> _EXERCISE DESCRIPTION_:
In the listing below, how many lines carry the word "axum"? Reply with only the number.

Start of DATA UNDER STUDY

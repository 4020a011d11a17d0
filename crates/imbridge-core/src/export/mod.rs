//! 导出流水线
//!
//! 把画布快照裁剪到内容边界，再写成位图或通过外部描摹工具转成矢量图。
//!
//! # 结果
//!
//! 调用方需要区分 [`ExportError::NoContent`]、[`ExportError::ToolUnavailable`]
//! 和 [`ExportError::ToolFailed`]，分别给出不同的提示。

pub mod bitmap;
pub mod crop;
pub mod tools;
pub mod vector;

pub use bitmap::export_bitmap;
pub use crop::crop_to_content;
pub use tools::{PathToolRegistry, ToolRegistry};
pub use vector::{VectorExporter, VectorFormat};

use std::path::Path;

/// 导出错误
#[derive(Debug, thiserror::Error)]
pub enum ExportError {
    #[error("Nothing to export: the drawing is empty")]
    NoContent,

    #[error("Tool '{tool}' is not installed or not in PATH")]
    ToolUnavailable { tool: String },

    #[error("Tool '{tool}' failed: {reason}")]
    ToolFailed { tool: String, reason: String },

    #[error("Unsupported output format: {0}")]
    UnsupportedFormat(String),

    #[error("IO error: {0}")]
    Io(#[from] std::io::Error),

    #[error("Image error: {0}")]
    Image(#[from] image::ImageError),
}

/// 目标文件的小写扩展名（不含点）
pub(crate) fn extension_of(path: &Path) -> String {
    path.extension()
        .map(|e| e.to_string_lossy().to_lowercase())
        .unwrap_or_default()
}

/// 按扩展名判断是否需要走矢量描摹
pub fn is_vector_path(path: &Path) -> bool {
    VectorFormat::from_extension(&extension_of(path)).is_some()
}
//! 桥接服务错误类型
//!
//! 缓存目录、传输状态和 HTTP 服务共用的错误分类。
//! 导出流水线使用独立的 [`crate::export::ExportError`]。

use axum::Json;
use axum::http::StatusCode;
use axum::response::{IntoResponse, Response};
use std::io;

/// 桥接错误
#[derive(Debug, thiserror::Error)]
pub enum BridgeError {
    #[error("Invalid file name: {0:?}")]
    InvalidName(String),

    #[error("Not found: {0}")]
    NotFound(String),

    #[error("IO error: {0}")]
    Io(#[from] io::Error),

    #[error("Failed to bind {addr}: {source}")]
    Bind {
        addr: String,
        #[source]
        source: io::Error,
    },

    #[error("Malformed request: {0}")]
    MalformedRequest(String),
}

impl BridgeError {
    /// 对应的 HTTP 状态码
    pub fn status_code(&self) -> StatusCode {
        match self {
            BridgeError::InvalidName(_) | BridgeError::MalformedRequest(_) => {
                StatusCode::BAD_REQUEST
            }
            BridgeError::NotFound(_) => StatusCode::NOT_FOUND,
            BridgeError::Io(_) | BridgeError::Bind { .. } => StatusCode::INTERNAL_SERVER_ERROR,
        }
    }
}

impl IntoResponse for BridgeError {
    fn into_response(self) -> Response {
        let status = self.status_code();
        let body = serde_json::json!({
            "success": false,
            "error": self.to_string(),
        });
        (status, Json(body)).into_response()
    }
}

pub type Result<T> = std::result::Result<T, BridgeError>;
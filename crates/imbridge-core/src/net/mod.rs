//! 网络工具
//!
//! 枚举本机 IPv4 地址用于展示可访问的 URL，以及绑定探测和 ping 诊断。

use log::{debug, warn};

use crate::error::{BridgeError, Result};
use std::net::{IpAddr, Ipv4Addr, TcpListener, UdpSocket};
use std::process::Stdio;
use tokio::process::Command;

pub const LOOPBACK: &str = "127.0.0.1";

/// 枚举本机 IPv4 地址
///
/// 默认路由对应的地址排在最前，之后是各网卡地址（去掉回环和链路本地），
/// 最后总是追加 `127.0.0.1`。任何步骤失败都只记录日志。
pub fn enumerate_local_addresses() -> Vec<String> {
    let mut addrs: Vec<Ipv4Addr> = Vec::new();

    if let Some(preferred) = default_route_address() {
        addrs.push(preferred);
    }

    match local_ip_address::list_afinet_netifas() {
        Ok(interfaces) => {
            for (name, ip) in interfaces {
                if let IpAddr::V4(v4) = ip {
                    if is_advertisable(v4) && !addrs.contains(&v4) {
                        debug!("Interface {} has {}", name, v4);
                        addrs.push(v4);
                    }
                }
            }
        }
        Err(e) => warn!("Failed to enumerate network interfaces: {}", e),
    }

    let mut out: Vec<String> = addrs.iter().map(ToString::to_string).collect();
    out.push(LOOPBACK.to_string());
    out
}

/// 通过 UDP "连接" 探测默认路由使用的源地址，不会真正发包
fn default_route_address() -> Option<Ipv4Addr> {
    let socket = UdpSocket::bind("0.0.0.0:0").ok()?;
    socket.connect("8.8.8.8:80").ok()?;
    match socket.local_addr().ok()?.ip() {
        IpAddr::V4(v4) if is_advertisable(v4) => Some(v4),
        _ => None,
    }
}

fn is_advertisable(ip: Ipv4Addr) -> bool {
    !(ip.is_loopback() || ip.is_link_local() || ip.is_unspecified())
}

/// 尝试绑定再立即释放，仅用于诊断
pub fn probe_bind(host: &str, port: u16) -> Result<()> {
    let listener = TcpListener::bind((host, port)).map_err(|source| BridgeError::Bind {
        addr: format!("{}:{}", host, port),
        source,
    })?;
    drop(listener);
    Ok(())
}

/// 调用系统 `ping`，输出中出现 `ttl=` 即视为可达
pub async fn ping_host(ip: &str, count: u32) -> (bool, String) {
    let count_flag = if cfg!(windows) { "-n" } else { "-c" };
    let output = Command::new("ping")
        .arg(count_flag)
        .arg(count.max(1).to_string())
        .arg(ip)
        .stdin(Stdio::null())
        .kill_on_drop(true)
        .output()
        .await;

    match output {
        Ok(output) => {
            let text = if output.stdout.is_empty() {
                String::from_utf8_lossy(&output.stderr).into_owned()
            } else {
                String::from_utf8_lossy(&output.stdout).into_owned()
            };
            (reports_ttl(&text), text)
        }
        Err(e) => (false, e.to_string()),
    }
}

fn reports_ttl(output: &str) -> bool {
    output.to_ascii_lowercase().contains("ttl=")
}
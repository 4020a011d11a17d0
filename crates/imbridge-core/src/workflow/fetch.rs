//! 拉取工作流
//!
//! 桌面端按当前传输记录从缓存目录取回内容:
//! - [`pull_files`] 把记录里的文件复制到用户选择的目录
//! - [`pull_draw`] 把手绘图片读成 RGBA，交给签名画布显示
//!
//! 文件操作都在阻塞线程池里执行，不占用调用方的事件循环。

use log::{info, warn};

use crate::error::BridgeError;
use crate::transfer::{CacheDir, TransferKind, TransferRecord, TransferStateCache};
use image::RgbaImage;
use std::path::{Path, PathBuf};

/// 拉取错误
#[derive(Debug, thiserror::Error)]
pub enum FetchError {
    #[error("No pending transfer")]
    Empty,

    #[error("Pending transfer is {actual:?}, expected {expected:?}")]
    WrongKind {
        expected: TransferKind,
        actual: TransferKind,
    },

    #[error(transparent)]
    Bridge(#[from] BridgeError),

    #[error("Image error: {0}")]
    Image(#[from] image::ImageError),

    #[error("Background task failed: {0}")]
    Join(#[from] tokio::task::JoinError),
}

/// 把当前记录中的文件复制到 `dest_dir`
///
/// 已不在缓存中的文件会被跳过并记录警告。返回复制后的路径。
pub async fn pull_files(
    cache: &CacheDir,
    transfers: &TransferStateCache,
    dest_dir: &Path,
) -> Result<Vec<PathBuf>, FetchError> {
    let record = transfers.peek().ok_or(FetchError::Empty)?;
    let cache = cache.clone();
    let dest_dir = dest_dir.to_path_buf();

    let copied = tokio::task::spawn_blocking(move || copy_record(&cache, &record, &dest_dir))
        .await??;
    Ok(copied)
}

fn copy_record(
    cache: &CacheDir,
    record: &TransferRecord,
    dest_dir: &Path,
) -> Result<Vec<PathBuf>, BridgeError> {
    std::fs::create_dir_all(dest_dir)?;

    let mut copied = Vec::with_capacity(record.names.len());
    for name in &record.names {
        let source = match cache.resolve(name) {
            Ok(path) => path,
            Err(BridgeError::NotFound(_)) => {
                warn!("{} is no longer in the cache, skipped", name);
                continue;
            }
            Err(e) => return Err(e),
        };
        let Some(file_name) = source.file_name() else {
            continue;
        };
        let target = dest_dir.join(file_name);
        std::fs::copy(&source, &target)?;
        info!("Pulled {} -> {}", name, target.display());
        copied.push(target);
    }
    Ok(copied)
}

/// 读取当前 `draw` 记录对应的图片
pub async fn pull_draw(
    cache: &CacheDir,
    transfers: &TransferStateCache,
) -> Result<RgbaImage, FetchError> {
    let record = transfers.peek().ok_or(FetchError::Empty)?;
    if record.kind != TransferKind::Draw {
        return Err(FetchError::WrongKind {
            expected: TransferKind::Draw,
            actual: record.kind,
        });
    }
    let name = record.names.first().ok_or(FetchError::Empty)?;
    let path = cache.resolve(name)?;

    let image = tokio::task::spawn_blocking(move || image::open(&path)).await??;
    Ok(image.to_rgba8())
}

End of DATA UNDER STUDY

> _EXERCISE SOLUTION_:
3